Bir tutam beyaz saç

635 43 14
                                    

"Sabah mı oldu?" Lysa beni uyandırmak için yavaşça sarsmıştı.

Soruma cevap vermedi sadece parmağını dudaklarına götürüp susmamı işaret etmekle yetindi.

Sylvia'nın sessizce bize yaklaştığını gördüm elinde bir yay ve içinde on beş kadar ok olan bir sadak vardı.

"Sanırım Lord Germonun adamları bizi buraya kadar takip etmiş. Dışarda en az on iki kişi var Jared."

Lysanın gözlerinde korku vardı.

Benim yüzümden diye düşündüm benim yüzümden Sylvianın ve Lysanın hayatı tehlikedeydi.

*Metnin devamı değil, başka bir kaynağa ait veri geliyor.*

/// Full Typst source for a report.
fn build_source(doc: &ReportDocument) -> String {
    let header = &doc.header;
    let equipment = &doc.equipment;

    let company_contact = [header.company.phone.as_str(), header.company.email.as_str()]
        .into_iter()
        .filter(|s| !s.is_empty())
        .collect::<Vec<_>>()
        .join(" | ");
    let work_location = [header.work.city.as_str(), header.work.state.as_str()]
        .into_iter()
        .filter(|s| !s.is_empty())
        .collect::<Vec<_>>()
        .join("/");

    let mut source = REPORT_TEMPLATE
        .replace("{{TITLE}}", &escape_typst(&doc.title))
        .replace("{{CODE}}", &escape_typst(&header.sounding.code))
        .replace("{{STATUS}}", &escape_typst(&doc.metadata.status))
        .replace("{{VERSION}}", &doc.metadata.version.to_string())
        .replace("{{GENERATED_AT}}", &escape_typst(&doc.metadata.generated_at))
        .replace("{{COMPANY}}", &escape_typst(&header.company.legal_name))
        .replace("{{COMPANY_ADDRESS}}", &escape_typst(&header.company.address))
        .replace("{{COMPANY_CONTACT}}", &escape_typst(&company_contact))
        .replace("{{RESPONSIBLE}}", &escape_typst(&header.responsible.name))
        .replace("{{CREA}}", &escape_typst(&header.responsible.crea))
        .replace("{{ROLE}}", &escape_typst(&header.responsible.role))
        .replace("{{PROJECT}}", &escape_typst(&header.project.name))
        .replace("{{CLIENT}}", &escape_typst(&header.project.client))
        .replace("{{WORK}}", &escape_typst(&header.work.name))
        .replace("{{WORK_LOCATION}}", &escape_typst(&work_location))
        .replace("{{DATUM}}", &escape_typst(&header.work.datum))
        .replace("{{EXECUTION_DATE}}", &escape_typst(&header.sounding.execution_date))
        .replace("{{DRILLER}}", &escape_typst(&header.sounding.driller))
        .replace("{{COORDINATES}}", &escape_typst(&header.sounding.coordinates))
        .replace("{{ELEVATION}}", &escape_typst(&header.sounding.elevation))
        .replace("{{HAMMER_WEIGHT}}", &escape_typst(&equipment.hammer.weight))
        .replace("{{HAMMER_DROP}}", &escape_typst(&equipment.hammer.drop_height))
        .replace("{{HAMMER_SYSTEM}}", &escape_typst(&equipment.hammer.system))
        .replace("{{SAMPLER_EXT}}", &escape_typst(&equipment.sampler.external_diameter))
        .replace("{{SAMPLER_INT}}", &escape_typst(&equipment.sampler.internal_diameter))
        .replace("{{AREA_RATIO}}", &escape_typst(&equipment.sampler.area_ratio))
        .replace("{{CASING_DIAMETER}}", &escape_typst(&equipment.casing.diameter))
        .replace("{{CASING_DEPTH}}", &escape_typst(&equipment.casing.depth))
        .replace("{{AUGER_DIAMETER}}", &escape_typst(&equipment.auger.diameter))
        .replace("{{AUGER_DEPTH}}", &escape_typst(&equipment.auger.depth))
        .replace("{{WATER_INITIAL}}", &water_table_cells(&doc.water_table.initial))
        .replace("{{WATER_FINAL}}", &water_table_cells(&doc.water_table.final_reading));

    source.push_str(&samples_section(&doc.samples));
    source.push_str(&chart_section(doc));
    source.push_str(&layers_section(&doc.layers));
    source.push_str(&remarks_section(doc));
    source.push_str(&statistics_section(doc));
    if let Some(analysis) = &doc.analysis {
        source.push_str(&analysis_section(analysis));
    }
    if !doc.photos.is_empty() {
        source.push_str(&photos_section(&doc.photos));
    }
    source.push_str(&references_section(doc));

    source
}

fn water_table_cells(entry: &WaterTableEntry) -> String {
    if !entry.present {
        return format!("[Não observado], {}", cell("-"));
    }
    format!(
        "{}, {}",
        cell(entry.depth.as_deref().unwrap_or("-")),
        cell(entry.date.as_deref().unwrap_or("-"))
    )
}

fn samples_section(samples: &[SampleRow]) -> String {
    let rows: Vec<String> = samples
        .iter()
        .map(|s| {
            format!(
                "  [{}], {}, {}, {}, [{}], [{}], [{}], [{}], [{:.0}], {}, {},",
                s.number,
                cell(&s.perforation),
                cell(&s.depth_range),
                cell(&s.blows_1),
                s.blows_2,
                s.blows_3,
                s.nspt_1_2,
                s.nspt_2_3,
                s.penetration_cm,
                cell(&s.blow_limit),
                cell(&s.notes),
            )
        })
        .collect();

    format!(
        r##"
== Ensaio SPT

#table(
  columns: (auto, auto, auto, auto, auto, auto, auto, auto, auto, auto, 1fr),
  align: (center, center, center, right, right, right, right, right, right, center, left),
  table.header([*Nº*], [*Perf.*], [*Prof. (m)*], [*1ª*], [*2ª*], [*3ª*], [*N1+2*], [*N2+3*], [*Pen. (cm)*], [*Limite*], [*Obs.*]),
{}
)
"##,
        rows.join("\n")
    )
}

/// NSPT against depth as horizontal bars, scaled to 50 blows or the
/// largest value when higher.
fn chart_section(doc: &ReportDocument) -> String {
    let chart = &doc.chart;
    if chart.nspt.is_empty() {
        return String::new();
    }

    let scale = chart.nspt.iter().copied().max().unwrap_or(0).max(50) as f64;
    let rows: Vec<String> = chart
        .labels
        .iter()
        .zip(&chart.nspt)
        .map(|(label, &nspt)| {
            let width = (nspt.max(0) as f64 / scale * 100.0).clamp(0.0, 100.0);
            format!(
                "  {}, [#box(width: {:.1}%, height: 7pt, fill: rgb(\"#4a7bb7\")) {}],",
                cell(label),
                width,
                nspt
            )
        })
        .collect();

    format!(
        r##"
== Perfil NSPT

#grid(
  columns: (auto, 1fr),
  column-gutter: 8pt,
  row-gutter: 3pt,
{}
)
"##,
        rows.join("\n")
    )
}

fn layers_section(layers: &[LayerRow]) -> String {
    if layers.is_empty() {
        return String::new();
    }

    let rows: Vec<String> = layers
        .iter()
        .map(|l| {
            format!(
                "  [#box(width: 8pt, height: 8pt, fill: rgb(\"{}\"))], [{}], {}, {}, {}, {}, {},",
                legend_fill(&l.legend_color),
                l.number,
                cell(&l.depth_range),
                cell(&l.thickness),
                cell(&l.description),
                cell(&l.color),
                cell(&l.origin),
            )
        })
        .collect();

    format!(
        r##"
== Perfil geológico

#table(
  columns: (auto, auto, auto, auto, 1fr, auto, auto),
  table.header([], [*Nº*], [*Prof. (m)*], [*Esp.*], [*Descrição*], [*Cor*], [*Origem*]),
{}
)
"##,
        rows.join("\n")
    )
}

fn remarks_section(doc: &ReportDocument) -> String {
    let remarks = &doc.remarks;
    let mut out = String::from("\n== Observações\n\n");
    out.push_str(&escape_typst(&remarks.depths));
    out.push_str("\n\n");
    if let Some(paralysis) = &remarks.paralysis {
        out.push_str(&format!("*Paralisação:* {}\n\n", escape_typst(paralysis)));
    }
    if let Some(general) = &remarks.general {
        out.push_str(&format!("*Gerais:* {}\n\n", escape_typst(general)));
    }
    out
}

fn statistics_section(doc: &ReportDocument) -> String {
    let stats = &doc.statistics;
    let summary = &stats.summary;
    let profile = &stats.resistance_profile;

    let mut out = format!(
        r##"
== Estatísticas

#table(
  columns: (1fr, auto),
  [Amostras], [{}],
  [NSPT mínimo / máximo], [{} / {}],
  [NSPT médio], [{:.1}],
  [NSPT mediano], [{:.1}],
  [Profundidade máxima], [{:.2} m],
)

#table(
  columns: (1fr, 1fr, 1fr, 1fr, 1fr),
  table.header([*Muito baixa*], [*Baixa*], [*Média*], [*Alta*], [*Muito alta*]),
  [{}], [{}], [{}], [{}], [{}],
)
"##,
        summary.count,
        summary.min,
        summary.max,
        summary.mean,
        summary.median,
        summary.max_depth_m,
        profile.very_low,
        profile.low,
        profile.medium,
        profile.high,
        profile.very_high,
    );

    if !stats.impenetrable.is_empty() {
        out.push_str("\n*Impenetrável:*\n");
        for layer in &stats.impenetrable {
            out.push_str(&format!(
                "- Amostra {} a {:.2} m: NSPT {}, penetração {:.0} cm\n",
                layer.sample_number, layer.depth_m, layer.nspt, layer.penetration_cm
            ));
        }
    }
    out
}

fn analysis_section(analysis: &SoundingAnalysis) -> String {
    let mut out = String::from("\n== Análise geotécnica\n\n");

    if analysis.soft_layers.is_empty() {
        out.push_str("Nenhuma camada mole identificada.\n\n");
    } else {
        out.push_str("*Camadas moles:*\n");
        for run in &analysis.soft_layers {
            out.push_str(&format!(
                "- {:.2} a {:.2} m (espessura {:.2} m, NSPT médio {:.1})\n",
                run.depth_from_m, run.depth_to_m, run.thickness_m, run.mean_nspt
            ));
        }
        out.push('\n');
    }

    match &analysis.foundation {
        Some(run) => out.push_str(&format!(
            "*Cota de apoio sugerida:* {:.2} m (NSPT médio {:.1})\n\n",
            run.depth_from_m, run.mean_nspt
        )),
        None => out.push_str("*Cota de apoio sugerida:* não identificada\n\n"),
    }

    if let Some(stress) = &analysis.admissible_stress {
        out.push_str(&format!(
            "*Tensão admissível:* {:.1} kPa a {:.2} m (NSPT médio {:.0}, capacidade {:.1} kPa, FS {})\n\n",
            stress.admissible_stress_kpa,
            stress.depth_m,
            stress.mean_nspt,
            stress.bearing_capacity_kpa,
            stress.safety_factor
        ));
    }

    if !analysis.liquefaction.is_empty() {
        out.push_str("*Risco de liquefação:*\n");
        for risk in &analysis.liquefaction {
            let level = match risk.level {
                RiskLevel::Alto => "Alto",
                RiskLevel::Moderado => "Moderado",
            };
            out.push_str(&format!(
                "- {:.2} m: NSPT {} (corrigido {:.1}), risco {}\n",
                risk.depth_m, risk.nspt, risk.corrected_nspt, level
            ));
        }
        out.push('\n');
    }

    if !analysis.refusals.is_empty() {
        out.push_str("*Critério de paralisação:*\n");
        for refusal in &analysis.refusals {
            out.push_str(&format!(
                "- Amostra {} a {:.2} m: {}\n",
                refusal.sample_number,
                refusal.depth_m,
                escape_typst(&refusal.reason)
            ));
        }
        out.push('\n');
    }

    out
}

"Senin suçun değil Jared."

Lysa bunu söylerken çenemden tutup ona bakmamı sağladı. Ve fısıldar gibi tekrar etti

"Senin suçun değil."

Aklımdan geçeni okuması artık beni şaşırtmıyordu ama şuanda onun nefesini yüzümde hissetmem bile dışardaki tehlikeden dolayı duyduğum endişeyi gidermiyordu.

Ayağa kalktım Sylvianın elindeki yay ve sadağı aldım.

Lysanın yerdeki halıyı çekiştirdiğini gördüm. Bu bir kapıydı.Halının altında bir kaçış yolu vardı.

"Jared burdan inersen onların arkalarına çıkarsın ve kaçabilirsin."

Bunu Sylvia söylemişti.

"Sizi bırakamam, sizi öldürürler!"

Lysanın yanaklarının ve burnunun kızardığını farkettim. Ve onun gök mavisi gözlerinden yamur damlasını andıran bir damla düşmüştü. Bir acı hissettim bu bir kılıç yarasının verdiği acıya benzemiyordu. Kılıç bedenimi delmişti. Ama bu göz yaşı ruhumu delip geçmişti sanki. Sonunda diye düşündüm. Sonunda uğrana ölünesi birşey bulmuştum.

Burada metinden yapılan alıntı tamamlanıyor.